◆ Goal of the exercise:
Only the lines from the beginning of the data below through the line containing "use std::sync::Arc;" belong in the response, each copied exactly.

◆ Material for the task:
%%
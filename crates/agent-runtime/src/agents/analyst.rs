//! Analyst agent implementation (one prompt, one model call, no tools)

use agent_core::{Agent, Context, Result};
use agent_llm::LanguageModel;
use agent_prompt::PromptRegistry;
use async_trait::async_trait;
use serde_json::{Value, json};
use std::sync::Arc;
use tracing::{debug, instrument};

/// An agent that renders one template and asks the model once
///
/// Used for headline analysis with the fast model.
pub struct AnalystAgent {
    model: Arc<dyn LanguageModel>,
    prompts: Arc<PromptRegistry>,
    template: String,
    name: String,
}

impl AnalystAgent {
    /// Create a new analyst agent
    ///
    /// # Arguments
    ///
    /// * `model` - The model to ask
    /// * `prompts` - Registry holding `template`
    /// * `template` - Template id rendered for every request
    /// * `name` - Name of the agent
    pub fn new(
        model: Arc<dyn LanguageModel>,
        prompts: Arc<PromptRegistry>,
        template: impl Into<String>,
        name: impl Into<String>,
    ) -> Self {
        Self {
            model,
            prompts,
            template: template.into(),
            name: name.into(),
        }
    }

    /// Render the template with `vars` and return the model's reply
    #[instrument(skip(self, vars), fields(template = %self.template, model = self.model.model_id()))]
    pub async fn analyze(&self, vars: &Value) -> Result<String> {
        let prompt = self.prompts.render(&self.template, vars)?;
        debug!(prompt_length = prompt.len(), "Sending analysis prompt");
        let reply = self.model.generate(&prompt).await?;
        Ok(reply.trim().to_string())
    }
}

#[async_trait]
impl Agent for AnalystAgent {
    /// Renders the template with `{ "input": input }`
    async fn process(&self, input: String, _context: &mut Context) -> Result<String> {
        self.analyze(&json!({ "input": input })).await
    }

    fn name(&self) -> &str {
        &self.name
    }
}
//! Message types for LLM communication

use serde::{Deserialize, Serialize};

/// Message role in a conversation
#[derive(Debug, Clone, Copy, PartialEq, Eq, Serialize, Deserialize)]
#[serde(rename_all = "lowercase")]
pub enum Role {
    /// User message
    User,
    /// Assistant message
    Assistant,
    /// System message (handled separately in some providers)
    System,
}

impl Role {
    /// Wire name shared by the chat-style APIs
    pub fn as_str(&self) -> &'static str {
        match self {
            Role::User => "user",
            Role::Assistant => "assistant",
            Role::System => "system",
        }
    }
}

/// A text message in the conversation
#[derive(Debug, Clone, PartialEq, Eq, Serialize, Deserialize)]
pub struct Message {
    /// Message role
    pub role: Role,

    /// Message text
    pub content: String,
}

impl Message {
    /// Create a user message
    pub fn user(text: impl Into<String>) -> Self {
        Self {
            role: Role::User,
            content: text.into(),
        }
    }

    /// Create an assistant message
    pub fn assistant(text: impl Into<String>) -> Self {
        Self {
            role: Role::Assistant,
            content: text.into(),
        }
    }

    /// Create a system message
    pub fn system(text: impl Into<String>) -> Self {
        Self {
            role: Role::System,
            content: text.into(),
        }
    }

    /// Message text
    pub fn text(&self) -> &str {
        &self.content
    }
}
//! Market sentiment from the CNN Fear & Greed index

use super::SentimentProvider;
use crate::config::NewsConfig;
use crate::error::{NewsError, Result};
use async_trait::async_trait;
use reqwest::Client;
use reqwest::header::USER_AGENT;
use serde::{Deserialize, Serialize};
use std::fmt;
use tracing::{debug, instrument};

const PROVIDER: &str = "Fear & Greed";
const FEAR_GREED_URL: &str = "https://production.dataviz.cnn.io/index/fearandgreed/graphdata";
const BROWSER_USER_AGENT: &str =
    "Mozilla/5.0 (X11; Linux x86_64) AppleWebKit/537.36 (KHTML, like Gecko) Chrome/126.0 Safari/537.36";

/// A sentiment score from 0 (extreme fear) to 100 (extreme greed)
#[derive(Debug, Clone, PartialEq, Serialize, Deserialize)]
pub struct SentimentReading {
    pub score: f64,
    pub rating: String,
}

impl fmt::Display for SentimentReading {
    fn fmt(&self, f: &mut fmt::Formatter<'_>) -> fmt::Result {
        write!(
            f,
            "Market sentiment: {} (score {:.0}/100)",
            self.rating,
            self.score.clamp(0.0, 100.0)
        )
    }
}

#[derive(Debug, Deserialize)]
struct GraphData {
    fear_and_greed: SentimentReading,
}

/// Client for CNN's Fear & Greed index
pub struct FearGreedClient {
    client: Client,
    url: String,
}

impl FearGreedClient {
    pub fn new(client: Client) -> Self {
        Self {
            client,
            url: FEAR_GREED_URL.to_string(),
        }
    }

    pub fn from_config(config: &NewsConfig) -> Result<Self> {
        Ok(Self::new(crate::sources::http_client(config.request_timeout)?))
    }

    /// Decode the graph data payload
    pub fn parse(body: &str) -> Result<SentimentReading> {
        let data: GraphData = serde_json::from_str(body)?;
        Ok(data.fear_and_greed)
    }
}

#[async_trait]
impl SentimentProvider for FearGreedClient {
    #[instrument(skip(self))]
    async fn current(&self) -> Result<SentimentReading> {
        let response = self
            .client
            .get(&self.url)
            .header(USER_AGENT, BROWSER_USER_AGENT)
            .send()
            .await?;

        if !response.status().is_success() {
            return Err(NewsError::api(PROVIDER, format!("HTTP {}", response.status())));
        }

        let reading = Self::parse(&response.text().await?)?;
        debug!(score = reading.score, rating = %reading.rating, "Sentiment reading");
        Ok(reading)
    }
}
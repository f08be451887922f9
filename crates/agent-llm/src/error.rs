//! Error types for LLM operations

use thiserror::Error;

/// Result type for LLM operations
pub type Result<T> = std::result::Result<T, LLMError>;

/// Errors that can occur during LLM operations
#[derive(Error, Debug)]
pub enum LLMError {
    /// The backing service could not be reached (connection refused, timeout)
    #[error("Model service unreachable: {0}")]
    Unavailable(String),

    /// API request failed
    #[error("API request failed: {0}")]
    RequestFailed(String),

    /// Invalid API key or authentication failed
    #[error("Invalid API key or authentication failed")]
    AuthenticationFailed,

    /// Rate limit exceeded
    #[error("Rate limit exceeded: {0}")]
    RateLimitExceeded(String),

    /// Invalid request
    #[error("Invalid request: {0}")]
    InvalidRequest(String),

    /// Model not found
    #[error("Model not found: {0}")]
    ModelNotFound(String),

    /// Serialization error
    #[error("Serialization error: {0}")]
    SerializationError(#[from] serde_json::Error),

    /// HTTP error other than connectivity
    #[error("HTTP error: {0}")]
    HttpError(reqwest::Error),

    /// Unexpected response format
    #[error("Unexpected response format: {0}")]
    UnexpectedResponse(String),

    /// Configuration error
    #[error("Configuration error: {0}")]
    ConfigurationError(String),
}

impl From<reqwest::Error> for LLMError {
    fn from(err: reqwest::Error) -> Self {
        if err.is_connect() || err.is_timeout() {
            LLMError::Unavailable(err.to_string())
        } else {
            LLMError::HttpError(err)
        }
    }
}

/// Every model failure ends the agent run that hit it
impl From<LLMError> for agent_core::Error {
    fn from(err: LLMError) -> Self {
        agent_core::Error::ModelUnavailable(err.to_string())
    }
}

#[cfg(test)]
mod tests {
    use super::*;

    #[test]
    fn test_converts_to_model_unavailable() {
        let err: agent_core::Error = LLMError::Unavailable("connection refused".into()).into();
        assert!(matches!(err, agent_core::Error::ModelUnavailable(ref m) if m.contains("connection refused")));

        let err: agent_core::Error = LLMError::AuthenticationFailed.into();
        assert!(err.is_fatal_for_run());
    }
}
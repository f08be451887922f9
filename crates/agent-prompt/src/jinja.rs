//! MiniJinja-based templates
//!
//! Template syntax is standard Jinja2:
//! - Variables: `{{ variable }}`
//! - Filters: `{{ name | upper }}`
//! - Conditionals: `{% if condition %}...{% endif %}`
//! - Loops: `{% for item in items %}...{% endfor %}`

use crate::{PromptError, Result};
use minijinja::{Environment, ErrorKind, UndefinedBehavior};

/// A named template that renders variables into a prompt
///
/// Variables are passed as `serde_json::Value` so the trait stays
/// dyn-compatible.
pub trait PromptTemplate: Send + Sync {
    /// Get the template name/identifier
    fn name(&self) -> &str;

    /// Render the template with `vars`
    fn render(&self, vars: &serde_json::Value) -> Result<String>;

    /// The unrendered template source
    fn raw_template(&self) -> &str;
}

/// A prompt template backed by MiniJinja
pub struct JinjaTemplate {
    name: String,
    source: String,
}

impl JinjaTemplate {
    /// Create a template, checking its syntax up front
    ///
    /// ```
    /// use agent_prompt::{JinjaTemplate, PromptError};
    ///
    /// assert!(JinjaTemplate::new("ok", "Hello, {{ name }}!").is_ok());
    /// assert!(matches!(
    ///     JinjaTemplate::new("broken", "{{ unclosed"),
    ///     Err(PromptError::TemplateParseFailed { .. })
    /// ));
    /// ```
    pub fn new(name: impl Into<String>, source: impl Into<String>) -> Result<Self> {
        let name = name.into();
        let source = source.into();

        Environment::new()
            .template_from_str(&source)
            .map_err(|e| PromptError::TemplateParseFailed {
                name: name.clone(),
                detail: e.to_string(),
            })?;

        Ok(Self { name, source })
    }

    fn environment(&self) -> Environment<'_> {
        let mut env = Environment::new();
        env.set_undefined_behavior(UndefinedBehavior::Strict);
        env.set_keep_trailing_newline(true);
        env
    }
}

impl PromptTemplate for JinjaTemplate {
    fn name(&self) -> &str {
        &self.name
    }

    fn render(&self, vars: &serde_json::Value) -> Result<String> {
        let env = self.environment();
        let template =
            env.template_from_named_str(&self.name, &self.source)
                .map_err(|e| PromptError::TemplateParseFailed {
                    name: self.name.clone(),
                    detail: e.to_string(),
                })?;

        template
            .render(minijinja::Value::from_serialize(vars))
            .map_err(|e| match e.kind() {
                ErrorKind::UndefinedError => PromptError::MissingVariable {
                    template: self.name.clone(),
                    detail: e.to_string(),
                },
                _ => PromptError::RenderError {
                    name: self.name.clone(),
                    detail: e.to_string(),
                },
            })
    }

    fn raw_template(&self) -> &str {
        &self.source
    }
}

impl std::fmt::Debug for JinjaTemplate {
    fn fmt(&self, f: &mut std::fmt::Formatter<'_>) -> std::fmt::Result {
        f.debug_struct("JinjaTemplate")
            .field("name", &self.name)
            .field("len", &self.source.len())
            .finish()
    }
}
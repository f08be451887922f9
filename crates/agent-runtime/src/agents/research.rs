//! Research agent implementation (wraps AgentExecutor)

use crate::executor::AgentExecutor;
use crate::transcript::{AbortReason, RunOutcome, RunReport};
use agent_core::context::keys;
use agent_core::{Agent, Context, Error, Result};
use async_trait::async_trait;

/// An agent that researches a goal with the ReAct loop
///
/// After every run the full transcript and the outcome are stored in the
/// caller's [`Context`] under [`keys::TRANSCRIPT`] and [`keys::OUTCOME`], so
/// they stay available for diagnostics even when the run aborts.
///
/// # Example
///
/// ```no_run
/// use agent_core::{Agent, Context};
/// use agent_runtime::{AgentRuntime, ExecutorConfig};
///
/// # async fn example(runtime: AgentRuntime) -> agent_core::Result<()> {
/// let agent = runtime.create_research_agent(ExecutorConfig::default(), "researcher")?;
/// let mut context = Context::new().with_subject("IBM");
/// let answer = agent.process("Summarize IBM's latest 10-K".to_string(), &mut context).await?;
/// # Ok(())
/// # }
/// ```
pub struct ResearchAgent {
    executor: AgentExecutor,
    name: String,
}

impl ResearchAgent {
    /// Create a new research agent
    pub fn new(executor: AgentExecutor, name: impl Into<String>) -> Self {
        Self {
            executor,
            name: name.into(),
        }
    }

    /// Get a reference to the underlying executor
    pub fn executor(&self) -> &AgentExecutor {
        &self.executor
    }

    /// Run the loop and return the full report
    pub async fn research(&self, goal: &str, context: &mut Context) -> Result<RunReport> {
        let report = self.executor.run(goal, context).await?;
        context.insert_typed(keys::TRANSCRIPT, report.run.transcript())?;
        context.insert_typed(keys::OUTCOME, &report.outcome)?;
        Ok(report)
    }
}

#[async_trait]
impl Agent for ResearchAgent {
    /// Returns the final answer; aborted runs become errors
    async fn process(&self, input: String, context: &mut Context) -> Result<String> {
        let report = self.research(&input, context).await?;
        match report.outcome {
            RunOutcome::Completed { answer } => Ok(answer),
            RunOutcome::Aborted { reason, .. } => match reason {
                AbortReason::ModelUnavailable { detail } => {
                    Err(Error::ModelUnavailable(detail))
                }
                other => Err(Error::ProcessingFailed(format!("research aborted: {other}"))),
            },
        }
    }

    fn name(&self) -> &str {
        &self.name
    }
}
%%
◆ Task answer:
filename crates/agent-runtime/src/agents/analyst.rs
//! Analyst agent implementation (one prompt, one model call, no tools)

use agent_core::{Agent, Context, Result};
use agent_llm::LanguageModel;
use agent_prompt::PromptRegistry;
use async_trait::async_trait;
use serde_json::{Value, json};
use std::sync::Arc;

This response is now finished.